Parce qu'on en a jamais assez !

LA NOUVELLE VIE DE MONSIEUR HORTEN

Un film de Bent Hamer

Une retraite inattendue

Odd Horten vient d'avoir 67 ans. Conducteur de trains, il effectuera demain son dernier voyage. Mais après la fête d'adieu organisée par ses pairs, n'arrivant pas à accéder chez un ami, il utilise les échafaudages situés devant son immeuble et s'introduit dans l'appartement d'en dessous, dans lequel un gamin le surprend...

Bent Hamer, fait partie de ces auteurs nordiques dont les films font preuves à la fois de qualités plastiques indéniables et de scénarios souvent minimalistes mais emprunts d'un humour pince-sans-rire assez efficace. Après une incursion américaine du côté du biopic avec le décousu « Factotum », le revoici de retour en Norvège avec un film dans la veine de ses premiers succès, « Eggs » et surtout « Kitchen Stories ». Portrait d'un nouveau retraité du rail, dont le destin déraille alors qu'il sort de ses habitudes, se rendant à une fête donnée chez un ami, « La nouvelle vie de Mr Horten » s'avère aussi réjouissant que touchant, tout en égarant ponctuellement le spectateur par excès d'écarts et détours scénaristiques.

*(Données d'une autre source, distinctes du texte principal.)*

use std::time::Duration;

use axum::extract::ws::{Message, WebSocket, WebSocketUpgrade};
use axum::response::Response;
use chrono::{DateTime, Utc};
use serde::Serialize;
use tokio::time::{interval_at, Instant};

const HEARTBEAT_INTERVAL: Duration = Duration::from_secs(30);

#[derive(Debug, Serialize)]
struct Heartbeat {
    #[serde(rename = "type")]
    kind: &'static str,
    timestamp: i64,
}

fn heartbeat(now: DateTime<Utc>) -> Result<String, serde_json::Error> {
    serde_json::to_string(&Heartbeat {
        kind: "heartbeat",
        timestamp: now.timestamp(),
    })
}

#[tracing::instrument(skip(upgrade))]
pub async fn handler(upgrade: WebSocketUpgrade) -> Response {
    upgrade.on_upgrade(keep_alive)
}

/// Sends a heartbeat every interval until the client leaves. Client
/// messages are read and dropped.
async fn keep_alive(mut socket: WebSocket) {
    tracing::debug!("websocket connected");
    let mut ticker = interval_at(Instant::now() + HEARTBEAT_INTERVAL, HEARTBEAT_INTERVAL);

    loop {
        tokio::select! {
            _ = ticker.tick() => {
                let message = match heartbeat(Utc::now()) {
                    Ok(message) => message,
                    Err(e) => {
                        tracing::error!("failed to encode heartbeat: {}", e);
                        break;
                    }
                };
                if socket.send(Message::Text(message)).await.is_err() {
                    break;
                }
            }
            incoming = socket.recv() => match incoming {
                Some(Ok(Message::Close(_))) | Some(Err(_)) | None => break,
                Some(Ok(_)) => {}
            },
        }
    }
    tracing::debug!("websocket closed");
}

S'ouvrant sur de splendides paysages industriels (la rotonde) et naturels (les étendues enneigées), le film se pose d'emblée comme un rêve éveillé. On suit ainsi le parcours improbable de cet homme de 67 ans, de son dernier voyage, à ses rencontres avec un gamin qui le fait chanter, à un riche soulard qui jouera les provocateurs initiatiques, en passant par la ridicule réunion des amis du rail (avec remise du train d'argent ou quizz sur les bruits de locomotives). Si le message d'espoir est assez explicite, concernant la capacité de chacun à rebondir ou envisager une nouvelle vie, l'incongrue servant à merveille ce discours optimiste, on est un rien déçu par le rythme du récit, dont les longueurs exagérées confirment les faiblesses du scénario. Restent les talents du réalisateur pour la composition des plans, les jeux avec des formes simples et avec les lignes et perspectives. Un film quasi silencieux, qui en dit cependant très long, notamment sur la ringardise du monde du travail.